Cedar Point Launches IMS Extension To Phone Platform

Cedar Point Communications is extending its Safari C3 voice-over-IP system to support PacketCable 2.0 and IP Multimedia Subsystem architectures, which promises to let cable operators more easily deploy multiplatform communications services like caller ID on TV.

"We've seen our customers build specialized integrated services that are vertically integrated -- they're complex and costly to build," Cedar Point chief architect Paul Miller said. With IMS, "initially you have the typical high cost of deploying a new network infrastructure, but as you go forward you have a common layer that you can use to launch new applications."

CableLabs' PacketCable 2.0 core service architecture is based on the IP Multimedia System (IMS), an architectural framework for delivering real-time IP-based communications services designed by the wireless standards body 3rd Generation Partnership Project (3GPP).

Cedar Point's new SafariFusion Application Platform includes two initial applications: the Residential Communication Application (RCA) for residential services and the Registration and Routing Application (RRA) to simplify network registration, routing and service roaming. The system will allow Safari C3 voice-switch customers to migrate to PacketCable 2.0/IMS architectures while supporting existing Network-based Call Signaling (NCS) and Session Initiation Protocol (SIP) endpoints.

"Nothing gets stranded. Everything gets reused in this PacketCable 2.0 architecture," said Jeff Walker, Cedar Point's vice president of marketing.

The RCA supports the features within the PacketCable 2.0 residential SIP telephony specification, including call forwarding, call waiting and others. The RRA has been designed to combine the functionality of multiple IMS elements, including the Interrogating Call Session Control Function (I-CSCF); the Serving Call System Control Function; the Home Subscriber Server (HSS); and the Breakout Gateway Control Function.

According to Miller, Cedar Point's highly integrated IMS implementation can run entirely on a single server (although a second is recommended for redundancy). As a result, he claimed, the system's total cost of ownership over five years is one-fourth the cost of competitors' solutions.

"It reduces the cost of powering and cooling and the cost of integration when you need to make a software upgrade," Walker said. "Rather than taking a month to upgrade software, we can upgrade in a few hours."
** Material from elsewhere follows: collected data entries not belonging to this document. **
pub mod installment;

pub use installment::{
    Installment, InstallmentPlanRequest, InstallmentPlanResponse, InstallmentResponse,
};
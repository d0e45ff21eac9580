// HTTP handlers for installment planning
//
// Endpoints:
// - POST /api/installments/preview - Plan a debt without saving it

use std::sync::Arc;

use actix_web::{web, HttpResponse};

use crate::core::Result;
use crate::middleware::auth::AuthenticatedUser;
use crate::modules::debts::models::CreateDebtRequest;
use crate::modules::debts::services::DebtService;
use crate::modules::installments::models::{
    InstallmentPlanRequest, InstallmentPlanResponse, InstallmentResponse,
};

/// POST /api/installments/preview
///
/// Runs the planner with the same rules and note format as debt creation.
///
/// # Returns
/// - 200: Planned installments
/// - 400: Invalid tenor or amount
pub async fn preview_installments(
    service: web::Data<Arc<DebtService>>,
    _user: AuthenticatedUser,
    request: web::Json<InstallmentPlanRequest>,
) -> Result<HttpResponse> {
    let request = request.into_inner();
    let currency = request.currency.unwrap_or(service.ledger().currency);

    let installments = service.preview(&CreateDebtRequest {
        total_amount: request.total_amount,
        tenor: request.tenor,
        start_date: request.start_date,
        note: request.note,
        currency: Some(currency),
    })?;

    let regular = installments
        .first()
        .map(|i| i.amount())
        .unwrap_or(request.total_amount);

    let response = InstallmentPlanResponse {
        currency,
        total_amount: request.total_amount.to_string(),
        tenor: request.tenor,
        installment_amount_display: currency.format_amount(regular),
        installments: installments.iter().map(InstallmentResponse::from).collect(),
    };

    Ok(HttpResponse::Ok().json(response))
}

/// Configure installment routes
pub fn configure(cfg: &mut web::ServiceConfig) {
    cfg.service(
        web::scope("/installments").route("/preview", web::post().to(preview_installments)),
    );
}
Cedar Point expects to release SafariFusion at the end of the first quarter. The vendor has tested the SafariFusion code, based on Red Hat Linux, for interoperability with five other vendors' IMS cores at CableLabs' facility in Louisville, Colo. "Some of the tier-one operators are interested in having an Ericsson or Huawei [IMS] core, while others are really attracted by a solution that's highly integrated," Miller said.

Cedar Point will be demonstrating the IMS products next week at SCTE's Cable-Tec Expo in Denver Oct. 28-30.

The Derry, N.H.-based company has sold 5.5 million VoIP licenses for the Safari C3 to 42 customers, which include Comcast, Insight Communications, Charter Communications and Buckeye CableSystem.